Underwater bridge supports are typically accomplished through the building of cofferdams, which are temporary barriers – essentially 3- or 4-sided boxes – that are built within bodies of water and allow for water to be pumped out, making a previously flooded area accessible for construction purposes. Engineers tend to avoid designs including underwater construction at all costs because it can be expensive, but when necessary cofferdams prove to be much safer and more efficient than other methods, and they are a more permanent solution in the event of a long-term project.
Cofferdams date back at least to the time of Ancient Rome. Their engineers utilized them in the creation of piers for their bridges and aqueducts. According to legend, King Cyrus of Persia used earthen cofferdams to redirect water from the Euphrates river, aiding him in his capture of Babylon and thereby facilitating the birth of the Medo-Persian empire.
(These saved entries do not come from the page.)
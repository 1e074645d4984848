//! Error types shared by the connection primitive and both pipelines.

use thiserror::Error;

/// Failure to describe or open a connection
#[derive(Debug, Error)]
pub enum ConnectionError {
    /// The environment variable naming a connection string is unset or blank
    #[error("Environment variable '{0}' not found or empty")]
    MissingEnvVar(String),
    /// Invalid connection string format
    #[error("Invalid connection string: {0}")]
    InvalidConnectionString(String),
    /// The ODBC driver manager refused the connection
    #[error("ODBC connection error: {0}")]
    Odbc(#[from] odbc_api::Error),
}

/// Query and statement execution error
#[derive(Debug, Error)]
pub enum DbError {
    /// Error reported by the ODBC driver while running a statement
    #[error("ODBC error: {0}")]
    Odbc(#[from] odbc_api::Error),
    /// A session could not be opened
    #[error("{0}")]
    Connection(#[from] ConnectionError),
    /// Query execution error that did not come from the driver
    #[error("Query error: {0}")]
    QueryError(String),
}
Nowadays, cofferdams are created by using pieces of corrugated steel called sheet piles, which are strong enough to hold back water. These piles are driven into the soil underwater, interlocking to create a cantilevering wall around the chosen area.
Some primary types of cofferdams used by engineers include the following:
- Earthfill: The simplest of all cofferdams, these are earthen embankments that are built around a space that needs to be enclosed. Made from a mixture of clay, sand, and gravel, they are built wherever the water depth is no more than 1.8 meters. The height of the dam is kept 1 meter more than the max water level.
- Rockfill: If the water depth to be retained is more than 1.8 meters, engineers use stone or rubble in place of an earthen mixture – but only if the stone is available to be pulled in copious amounts from areas near the project site.
- Braced: Likely the most common type of cofferdam because of its low cost, this dam consists of vertical or horizontal sheeting with internal struts and is utilized when excluding shallow water, earth, or both, since it is difficult to drive piles inside an underwater bed in those conditions. They are frequently used in the construction of bridge piers and abutments.
- Cellular: These dams derive their name from the way the sheet piles are constructed in special shapes to form a series of cells that are interconnected and filled with soils, providing stability against lateral forces. They are used when a single-walled braced cofferdam is impractical, commonly in the construction of dams, locks, or weirs.
- Single-walled: This type is preferred when the area to be enclosed is particularly small and the water depth is roughly 4-6 meters, such as in bridge construction. These cofferdams are built with wood sheets along the perimeter and supported by steel sheets on the interior.
- Double-walled: This cofferdam is most commonly used when the area of a construction site is large, and the depth of the water is high (greater than 36 feet). Under these circumstances, the use of a single-walled cofferdam becomes uneconomical as the supports need to be increased.